PROBLEM STATEMENT: Select all lines in the records that include "OrderOutcome".

MATERIAL SHOWN:
++++++++++++++++++++

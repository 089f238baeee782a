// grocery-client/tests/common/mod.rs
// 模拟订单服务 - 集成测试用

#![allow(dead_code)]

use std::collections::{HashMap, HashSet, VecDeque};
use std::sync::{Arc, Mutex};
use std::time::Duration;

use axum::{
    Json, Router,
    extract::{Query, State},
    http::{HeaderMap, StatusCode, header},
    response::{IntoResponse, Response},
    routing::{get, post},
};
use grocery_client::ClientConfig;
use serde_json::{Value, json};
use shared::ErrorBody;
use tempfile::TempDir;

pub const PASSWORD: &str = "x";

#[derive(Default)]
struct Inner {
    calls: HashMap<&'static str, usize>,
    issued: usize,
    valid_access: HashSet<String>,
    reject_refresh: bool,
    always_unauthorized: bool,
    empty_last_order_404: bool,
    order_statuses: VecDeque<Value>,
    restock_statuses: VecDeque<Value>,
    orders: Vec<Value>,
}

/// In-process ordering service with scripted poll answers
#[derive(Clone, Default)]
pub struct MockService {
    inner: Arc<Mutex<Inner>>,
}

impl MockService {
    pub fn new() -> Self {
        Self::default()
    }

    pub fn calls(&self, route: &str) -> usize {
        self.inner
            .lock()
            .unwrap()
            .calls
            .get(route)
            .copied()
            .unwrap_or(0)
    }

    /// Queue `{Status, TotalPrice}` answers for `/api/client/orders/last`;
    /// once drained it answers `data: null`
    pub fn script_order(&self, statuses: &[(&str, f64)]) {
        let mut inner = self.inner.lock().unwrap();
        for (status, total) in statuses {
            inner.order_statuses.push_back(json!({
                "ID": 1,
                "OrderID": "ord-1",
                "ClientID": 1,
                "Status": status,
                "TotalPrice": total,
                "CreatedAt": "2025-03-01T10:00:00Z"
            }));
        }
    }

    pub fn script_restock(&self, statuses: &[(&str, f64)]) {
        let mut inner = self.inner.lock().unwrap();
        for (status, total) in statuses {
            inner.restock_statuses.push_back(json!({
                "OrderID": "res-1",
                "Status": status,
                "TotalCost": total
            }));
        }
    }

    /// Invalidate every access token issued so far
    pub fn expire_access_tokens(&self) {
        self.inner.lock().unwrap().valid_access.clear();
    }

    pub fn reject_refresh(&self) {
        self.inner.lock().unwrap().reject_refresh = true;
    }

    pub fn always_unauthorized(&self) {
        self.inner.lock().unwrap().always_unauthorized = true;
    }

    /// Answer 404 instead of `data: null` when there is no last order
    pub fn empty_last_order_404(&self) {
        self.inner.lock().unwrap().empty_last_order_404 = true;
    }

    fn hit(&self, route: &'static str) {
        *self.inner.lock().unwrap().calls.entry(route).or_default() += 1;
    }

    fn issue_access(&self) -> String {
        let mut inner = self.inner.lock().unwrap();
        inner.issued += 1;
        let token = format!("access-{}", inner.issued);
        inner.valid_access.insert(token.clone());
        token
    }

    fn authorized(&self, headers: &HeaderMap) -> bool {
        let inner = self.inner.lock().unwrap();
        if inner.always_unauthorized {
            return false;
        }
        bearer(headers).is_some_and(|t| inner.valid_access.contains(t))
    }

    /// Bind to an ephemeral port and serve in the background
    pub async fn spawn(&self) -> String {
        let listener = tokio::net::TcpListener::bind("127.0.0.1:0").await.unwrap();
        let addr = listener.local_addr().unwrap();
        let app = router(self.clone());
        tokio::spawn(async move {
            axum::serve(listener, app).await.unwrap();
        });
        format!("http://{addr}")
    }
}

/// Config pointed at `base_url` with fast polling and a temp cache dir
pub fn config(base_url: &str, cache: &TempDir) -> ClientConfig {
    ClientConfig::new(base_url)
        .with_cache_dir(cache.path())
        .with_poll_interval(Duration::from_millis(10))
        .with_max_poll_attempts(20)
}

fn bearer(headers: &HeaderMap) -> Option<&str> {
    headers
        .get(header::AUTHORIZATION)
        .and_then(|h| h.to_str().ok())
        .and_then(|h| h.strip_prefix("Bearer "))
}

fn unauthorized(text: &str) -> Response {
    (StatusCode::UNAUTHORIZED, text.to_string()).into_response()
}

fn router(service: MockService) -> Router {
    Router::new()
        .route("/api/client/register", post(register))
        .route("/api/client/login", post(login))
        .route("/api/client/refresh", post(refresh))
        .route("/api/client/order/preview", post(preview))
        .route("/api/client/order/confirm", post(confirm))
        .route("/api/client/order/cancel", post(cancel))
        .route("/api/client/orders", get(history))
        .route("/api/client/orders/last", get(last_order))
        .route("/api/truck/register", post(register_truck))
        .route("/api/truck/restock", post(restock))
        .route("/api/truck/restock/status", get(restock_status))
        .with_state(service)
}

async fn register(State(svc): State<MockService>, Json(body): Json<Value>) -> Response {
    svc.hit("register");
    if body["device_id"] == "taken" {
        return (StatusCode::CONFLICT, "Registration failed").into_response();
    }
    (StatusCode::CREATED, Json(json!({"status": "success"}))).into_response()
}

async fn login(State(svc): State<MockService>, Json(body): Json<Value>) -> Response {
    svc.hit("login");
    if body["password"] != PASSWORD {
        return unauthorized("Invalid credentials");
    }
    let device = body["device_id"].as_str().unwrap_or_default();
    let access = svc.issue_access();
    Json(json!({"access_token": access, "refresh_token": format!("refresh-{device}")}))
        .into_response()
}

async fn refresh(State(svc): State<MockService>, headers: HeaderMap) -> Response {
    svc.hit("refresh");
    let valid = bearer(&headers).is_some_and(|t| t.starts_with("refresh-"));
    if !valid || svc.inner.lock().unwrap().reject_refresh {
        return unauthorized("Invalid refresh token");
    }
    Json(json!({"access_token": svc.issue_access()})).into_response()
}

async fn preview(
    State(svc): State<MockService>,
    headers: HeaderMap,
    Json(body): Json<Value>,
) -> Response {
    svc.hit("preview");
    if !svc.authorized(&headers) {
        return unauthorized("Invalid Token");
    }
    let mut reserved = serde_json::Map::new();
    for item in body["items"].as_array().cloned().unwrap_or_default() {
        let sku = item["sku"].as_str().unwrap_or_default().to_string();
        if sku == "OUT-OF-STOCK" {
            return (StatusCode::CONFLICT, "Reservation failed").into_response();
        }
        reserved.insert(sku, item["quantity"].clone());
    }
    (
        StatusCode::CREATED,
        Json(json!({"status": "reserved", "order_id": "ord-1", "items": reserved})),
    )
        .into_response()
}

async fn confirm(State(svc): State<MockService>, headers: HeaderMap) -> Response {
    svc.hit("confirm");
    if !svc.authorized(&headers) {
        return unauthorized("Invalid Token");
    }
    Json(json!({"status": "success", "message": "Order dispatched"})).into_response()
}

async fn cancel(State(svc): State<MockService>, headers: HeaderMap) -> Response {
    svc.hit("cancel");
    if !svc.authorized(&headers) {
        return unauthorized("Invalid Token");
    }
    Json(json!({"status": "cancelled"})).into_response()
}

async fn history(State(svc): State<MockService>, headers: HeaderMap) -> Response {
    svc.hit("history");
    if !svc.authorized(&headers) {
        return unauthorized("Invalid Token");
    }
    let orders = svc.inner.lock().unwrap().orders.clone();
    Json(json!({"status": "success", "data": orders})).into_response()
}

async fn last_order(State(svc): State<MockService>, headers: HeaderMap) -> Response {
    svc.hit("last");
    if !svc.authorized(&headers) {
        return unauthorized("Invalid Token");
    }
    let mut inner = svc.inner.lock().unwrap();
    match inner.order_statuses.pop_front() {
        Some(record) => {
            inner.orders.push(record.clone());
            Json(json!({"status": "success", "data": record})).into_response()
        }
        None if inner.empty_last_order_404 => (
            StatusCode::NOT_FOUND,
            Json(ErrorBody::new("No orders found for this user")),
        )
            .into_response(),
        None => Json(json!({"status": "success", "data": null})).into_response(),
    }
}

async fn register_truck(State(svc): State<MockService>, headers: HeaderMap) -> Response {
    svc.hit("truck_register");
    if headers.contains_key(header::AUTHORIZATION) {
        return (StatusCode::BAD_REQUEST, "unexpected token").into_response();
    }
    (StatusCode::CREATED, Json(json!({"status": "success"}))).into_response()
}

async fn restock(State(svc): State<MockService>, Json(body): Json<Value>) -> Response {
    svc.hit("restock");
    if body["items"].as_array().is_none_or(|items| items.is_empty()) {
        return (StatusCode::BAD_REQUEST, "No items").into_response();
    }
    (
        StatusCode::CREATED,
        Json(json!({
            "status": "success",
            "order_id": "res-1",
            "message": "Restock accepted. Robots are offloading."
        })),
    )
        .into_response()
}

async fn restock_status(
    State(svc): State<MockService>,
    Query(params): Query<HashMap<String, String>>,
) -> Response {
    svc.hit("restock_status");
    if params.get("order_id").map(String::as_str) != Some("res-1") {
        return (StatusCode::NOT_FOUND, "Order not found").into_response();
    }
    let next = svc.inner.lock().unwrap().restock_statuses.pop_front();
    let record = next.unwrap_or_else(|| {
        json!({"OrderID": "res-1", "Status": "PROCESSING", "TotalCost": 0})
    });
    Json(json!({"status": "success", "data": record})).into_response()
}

++++++++++++++++++++

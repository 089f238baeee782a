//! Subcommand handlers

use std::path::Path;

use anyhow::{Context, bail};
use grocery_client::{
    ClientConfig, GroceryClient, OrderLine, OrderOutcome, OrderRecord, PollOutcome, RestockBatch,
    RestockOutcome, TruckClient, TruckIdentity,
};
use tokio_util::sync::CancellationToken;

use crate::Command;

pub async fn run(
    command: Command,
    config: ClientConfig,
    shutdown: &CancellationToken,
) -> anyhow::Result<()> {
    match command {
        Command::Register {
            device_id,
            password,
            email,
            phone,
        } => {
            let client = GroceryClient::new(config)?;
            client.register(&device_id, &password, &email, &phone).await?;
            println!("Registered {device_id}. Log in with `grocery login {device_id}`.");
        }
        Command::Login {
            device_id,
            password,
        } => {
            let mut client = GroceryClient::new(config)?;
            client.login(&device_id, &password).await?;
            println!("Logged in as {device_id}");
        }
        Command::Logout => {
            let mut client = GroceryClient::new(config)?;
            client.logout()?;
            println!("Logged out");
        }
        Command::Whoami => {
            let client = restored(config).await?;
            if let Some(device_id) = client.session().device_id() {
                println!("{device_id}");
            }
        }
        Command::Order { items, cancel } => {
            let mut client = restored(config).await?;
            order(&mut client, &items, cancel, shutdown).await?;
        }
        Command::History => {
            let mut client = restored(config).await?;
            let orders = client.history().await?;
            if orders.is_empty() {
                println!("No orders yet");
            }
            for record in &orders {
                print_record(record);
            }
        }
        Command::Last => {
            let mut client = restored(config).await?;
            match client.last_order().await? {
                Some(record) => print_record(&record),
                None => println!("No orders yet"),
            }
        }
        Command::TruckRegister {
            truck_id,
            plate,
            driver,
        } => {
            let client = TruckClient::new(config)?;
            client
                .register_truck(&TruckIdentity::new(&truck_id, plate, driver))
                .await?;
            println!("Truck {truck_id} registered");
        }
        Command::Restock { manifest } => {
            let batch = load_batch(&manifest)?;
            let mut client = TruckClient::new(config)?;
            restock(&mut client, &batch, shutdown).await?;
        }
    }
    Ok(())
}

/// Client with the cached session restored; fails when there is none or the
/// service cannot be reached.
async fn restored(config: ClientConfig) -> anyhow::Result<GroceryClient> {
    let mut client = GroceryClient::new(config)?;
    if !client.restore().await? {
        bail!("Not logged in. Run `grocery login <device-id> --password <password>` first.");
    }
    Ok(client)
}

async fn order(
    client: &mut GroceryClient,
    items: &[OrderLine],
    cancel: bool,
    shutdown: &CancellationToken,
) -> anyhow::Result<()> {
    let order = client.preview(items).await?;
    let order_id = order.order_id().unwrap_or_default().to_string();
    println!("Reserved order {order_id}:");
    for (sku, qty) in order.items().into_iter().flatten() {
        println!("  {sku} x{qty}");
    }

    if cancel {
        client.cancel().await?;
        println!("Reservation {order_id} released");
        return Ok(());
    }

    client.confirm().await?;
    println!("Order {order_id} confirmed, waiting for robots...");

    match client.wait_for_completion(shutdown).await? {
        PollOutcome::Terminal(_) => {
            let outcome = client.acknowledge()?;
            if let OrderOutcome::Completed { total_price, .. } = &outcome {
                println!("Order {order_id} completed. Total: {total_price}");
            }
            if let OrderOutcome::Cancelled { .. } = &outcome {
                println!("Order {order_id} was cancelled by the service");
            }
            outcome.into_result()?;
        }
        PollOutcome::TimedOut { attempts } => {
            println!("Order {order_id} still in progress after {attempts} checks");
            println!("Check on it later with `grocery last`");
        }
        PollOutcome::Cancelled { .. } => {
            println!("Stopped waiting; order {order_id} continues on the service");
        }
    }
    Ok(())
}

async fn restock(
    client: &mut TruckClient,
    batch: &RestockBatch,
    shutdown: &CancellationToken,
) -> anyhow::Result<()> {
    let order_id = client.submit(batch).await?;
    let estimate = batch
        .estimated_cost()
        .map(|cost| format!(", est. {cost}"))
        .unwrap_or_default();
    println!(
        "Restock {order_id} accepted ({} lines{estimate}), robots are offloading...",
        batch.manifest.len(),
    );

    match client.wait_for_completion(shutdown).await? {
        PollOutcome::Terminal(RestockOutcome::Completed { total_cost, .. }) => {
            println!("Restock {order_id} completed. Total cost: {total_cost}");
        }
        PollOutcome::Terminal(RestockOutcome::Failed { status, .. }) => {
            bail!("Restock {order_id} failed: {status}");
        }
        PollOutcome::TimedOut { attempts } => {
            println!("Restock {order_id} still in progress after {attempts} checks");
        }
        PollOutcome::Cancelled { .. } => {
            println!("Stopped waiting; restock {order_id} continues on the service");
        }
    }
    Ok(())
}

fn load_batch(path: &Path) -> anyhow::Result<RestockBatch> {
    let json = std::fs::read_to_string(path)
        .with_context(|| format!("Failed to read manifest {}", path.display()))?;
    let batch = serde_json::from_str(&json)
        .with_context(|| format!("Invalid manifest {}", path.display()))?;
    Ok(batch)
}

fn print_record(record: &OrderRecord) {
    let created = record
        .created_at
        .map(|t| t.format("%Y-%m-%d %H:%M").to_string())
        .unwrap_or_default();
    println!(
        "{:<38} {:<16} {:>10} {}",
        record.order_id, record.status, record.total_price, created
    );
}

++++++++++++++++++++

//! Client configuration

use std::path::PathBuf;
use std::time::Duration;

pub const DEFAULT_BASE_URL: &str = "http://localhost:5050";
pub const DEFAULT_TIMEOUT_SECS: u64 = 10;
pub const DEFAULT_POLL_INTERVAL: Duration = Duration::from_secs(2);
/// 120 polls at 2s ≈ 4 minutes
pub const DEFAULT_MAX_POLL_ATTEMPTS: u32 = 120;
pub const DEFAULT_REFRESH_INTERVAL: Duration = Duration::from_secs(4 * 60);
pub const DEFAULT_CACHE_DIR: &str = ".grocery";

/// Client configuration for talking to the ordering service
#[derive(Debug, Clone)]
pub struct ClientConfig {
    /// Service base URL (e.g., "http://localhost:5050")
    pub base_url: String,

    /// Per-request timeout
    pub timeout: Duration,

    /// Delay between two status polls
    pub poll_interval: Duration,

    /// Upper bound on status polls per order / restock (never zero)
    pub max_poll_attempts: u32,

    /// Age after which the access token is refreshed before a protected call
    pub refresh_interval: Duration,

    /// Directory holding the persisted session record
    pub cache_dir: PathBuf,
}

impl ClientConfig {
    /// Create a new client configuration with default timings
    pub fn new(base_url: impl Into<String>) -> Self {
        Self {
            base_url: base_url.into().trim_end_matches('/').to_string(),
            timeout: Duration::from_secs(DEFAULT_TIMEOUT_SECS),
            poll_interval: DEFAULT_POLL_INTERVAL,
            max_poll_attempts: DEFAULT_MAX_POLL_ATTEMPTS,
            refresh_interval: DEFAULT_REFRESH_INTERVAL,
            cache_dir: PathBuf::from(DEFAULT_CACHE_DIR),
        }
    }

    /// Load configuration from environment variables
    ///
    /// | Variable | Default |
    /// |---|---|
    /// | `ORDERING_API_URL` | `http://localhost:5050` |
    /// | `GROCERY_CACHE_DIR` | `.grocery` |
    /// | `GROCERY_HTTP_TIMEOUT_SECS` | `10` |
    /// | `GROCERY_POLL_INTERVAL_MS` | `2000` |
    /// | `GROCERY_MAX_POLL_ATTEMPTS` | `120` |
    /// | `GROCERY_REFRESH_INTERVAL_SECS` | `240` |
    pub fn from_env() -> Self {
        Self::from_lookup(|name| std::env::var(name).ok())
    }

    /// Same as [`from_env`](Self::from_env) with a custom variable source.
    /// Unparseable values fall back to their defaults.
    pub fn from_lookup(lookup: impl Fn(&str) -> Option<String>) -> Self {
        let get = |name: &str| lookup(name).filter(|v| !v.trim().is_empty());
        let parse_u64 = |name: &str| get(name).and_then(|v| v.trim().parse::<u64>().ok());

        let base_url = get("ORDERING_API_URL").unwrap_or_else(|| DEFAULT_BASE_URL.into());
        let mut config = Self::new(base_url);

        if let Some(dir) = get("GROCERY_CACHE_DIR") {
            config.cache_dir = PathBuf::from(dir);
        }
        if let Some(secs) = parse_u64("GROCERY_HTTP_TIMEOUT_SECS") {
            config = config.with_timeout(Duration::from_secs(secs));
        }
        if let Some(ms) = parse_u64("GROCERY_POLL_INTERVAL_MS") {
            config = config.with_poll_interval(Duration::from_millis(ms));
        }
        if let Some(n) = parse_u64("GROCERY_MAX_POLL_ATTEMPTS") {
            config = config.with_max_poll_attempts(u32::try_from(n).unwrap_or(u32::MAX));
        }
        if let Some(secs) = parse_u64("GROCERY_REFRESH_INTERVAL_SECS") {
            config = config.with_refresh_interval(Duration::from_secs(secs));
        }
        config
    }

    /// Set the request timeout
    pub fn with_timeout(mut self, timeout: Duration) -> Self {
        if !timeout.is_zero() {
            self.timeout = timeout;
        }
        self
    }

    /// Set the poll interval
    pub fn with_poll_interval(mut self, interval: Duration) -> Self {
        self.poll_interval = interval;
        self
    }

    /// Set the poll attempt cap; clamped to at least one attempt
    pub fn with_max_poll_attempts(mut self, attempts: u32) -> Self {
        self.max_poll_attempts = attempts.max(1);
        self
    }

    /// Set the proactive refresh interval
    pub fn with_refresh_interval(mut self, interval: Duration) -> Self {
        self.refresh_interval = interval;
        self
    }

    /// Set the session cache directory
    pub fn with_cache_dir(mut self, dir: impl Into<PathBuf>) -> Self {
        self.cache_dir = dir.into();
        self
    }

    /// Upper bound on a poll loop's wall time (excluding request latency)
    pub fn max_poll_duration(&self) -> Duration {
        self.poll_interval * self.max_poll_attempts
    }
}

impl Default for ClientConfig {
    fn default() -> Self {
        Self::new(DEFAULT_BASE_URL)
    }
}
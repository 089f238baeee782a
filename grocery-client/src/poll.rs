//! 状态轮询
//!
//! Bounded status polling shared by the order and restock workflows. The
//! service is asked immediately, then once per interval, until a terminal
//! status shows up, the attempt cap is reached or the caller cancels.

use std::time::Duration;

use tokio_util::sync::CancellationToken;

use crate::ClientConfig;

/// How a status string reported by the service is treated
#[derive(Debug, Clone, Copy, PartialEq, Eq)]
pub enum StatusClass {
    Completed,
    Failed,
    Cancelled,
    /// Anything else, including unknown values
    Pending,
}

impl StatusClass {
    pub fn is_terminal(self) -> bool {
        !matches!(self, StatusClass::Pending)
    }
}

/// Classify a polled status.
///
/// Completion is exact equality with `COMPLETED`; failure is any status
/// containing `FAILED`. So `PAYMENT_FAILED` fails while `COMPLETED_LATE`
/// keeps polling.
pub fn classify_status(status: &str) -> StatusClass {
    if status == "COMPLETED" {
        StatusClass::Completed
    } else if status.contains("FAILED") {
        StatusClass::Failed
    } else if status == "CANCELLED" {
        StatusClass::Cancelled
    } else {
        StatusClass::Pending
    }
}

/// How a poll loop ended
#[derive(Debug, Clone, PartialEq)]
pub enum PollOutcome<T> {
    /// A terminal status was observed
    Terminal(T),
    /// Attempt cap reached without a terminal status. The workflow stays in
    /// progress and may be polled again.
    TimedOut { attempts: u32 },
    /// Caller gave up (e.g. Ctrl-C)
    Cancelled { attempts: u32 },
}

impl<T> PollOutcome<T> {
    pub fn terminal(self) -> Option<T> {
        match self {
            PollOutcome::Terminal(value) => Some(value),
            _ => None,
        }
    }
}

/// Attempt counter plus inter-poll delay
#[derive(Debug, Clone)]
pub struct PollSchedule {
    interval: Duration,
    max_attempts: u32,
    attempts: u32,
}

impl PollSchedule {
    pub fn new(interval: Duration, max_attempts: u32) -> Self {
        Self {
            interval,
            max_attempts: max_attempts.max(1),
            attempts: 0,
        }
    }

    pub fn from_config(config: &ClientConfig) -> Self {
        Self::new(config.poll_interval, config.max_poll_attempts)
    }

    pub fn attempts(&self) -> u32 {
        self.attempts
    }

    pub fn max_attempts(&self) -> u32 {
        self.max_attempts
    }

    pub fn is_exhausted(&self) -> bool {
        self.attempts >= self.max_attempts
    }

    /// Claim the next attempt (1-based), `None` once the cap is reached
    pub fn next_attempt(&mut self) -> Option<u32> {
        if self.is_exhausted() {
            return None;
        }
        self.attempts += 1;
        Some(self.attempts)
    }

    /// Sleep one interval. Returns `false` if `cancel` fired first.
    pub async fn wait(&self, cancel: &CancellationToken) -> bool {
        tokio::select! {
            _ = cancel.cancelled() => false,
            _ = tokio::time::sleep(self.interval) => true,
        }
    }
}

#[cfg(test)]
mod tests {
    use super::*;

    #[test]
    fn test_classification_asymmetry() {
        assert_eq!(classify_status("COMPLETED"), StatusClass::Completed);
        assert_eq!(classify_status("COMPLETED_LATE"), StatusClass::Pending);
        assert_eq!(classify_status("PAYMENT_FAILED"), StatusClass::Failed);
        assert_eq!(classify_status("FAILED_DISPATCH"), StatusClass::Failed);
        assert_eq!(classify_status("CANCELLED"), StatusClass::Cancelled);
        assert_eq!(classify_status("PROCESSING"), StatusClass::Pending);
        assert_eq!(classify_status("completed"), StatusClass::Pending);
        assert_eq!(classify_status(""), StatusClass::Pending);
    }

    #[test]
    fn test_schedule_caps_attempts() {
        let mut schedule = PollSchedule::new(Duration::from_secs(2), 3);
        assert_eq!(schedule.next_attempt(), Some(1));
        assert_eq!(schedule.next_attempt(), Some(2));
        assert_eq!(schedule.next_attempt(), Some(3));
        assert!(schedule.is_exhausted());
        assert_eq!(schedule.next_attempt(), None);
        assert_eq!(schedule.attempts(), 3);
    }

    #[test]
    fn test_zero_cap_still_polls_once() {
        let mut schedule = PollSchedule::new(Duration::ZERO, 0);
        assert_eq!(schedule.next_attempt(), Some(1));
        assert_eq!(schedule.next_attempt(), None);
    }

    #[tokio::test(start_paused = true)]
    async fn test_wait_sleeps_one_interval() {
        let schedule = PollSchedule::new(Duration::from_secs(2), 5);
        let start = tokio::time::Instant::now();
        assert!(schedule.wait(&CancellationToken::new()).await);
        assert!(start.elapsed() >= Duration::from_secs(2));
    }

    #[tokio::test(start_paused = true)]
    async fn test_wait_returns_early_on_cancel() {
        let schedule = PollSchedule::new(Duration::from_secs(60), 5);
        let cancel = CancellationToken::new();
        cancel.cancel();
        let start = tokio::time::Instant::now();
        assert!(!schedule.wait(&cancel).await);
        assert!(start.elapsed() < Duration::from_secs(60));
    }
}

++++++++++++++++++++

RESPONSE TO THIS EXERCISE:
    ClientConfig, GroceryClient, OrderLine, OrderOutcome, OrderRecord, PollOutcome, RestockBatch,
            if let OrderOutcome::Completed { total_price, .. } = &outcome {
            if let OrderOutcome::Cancelled { .. } = &outcome {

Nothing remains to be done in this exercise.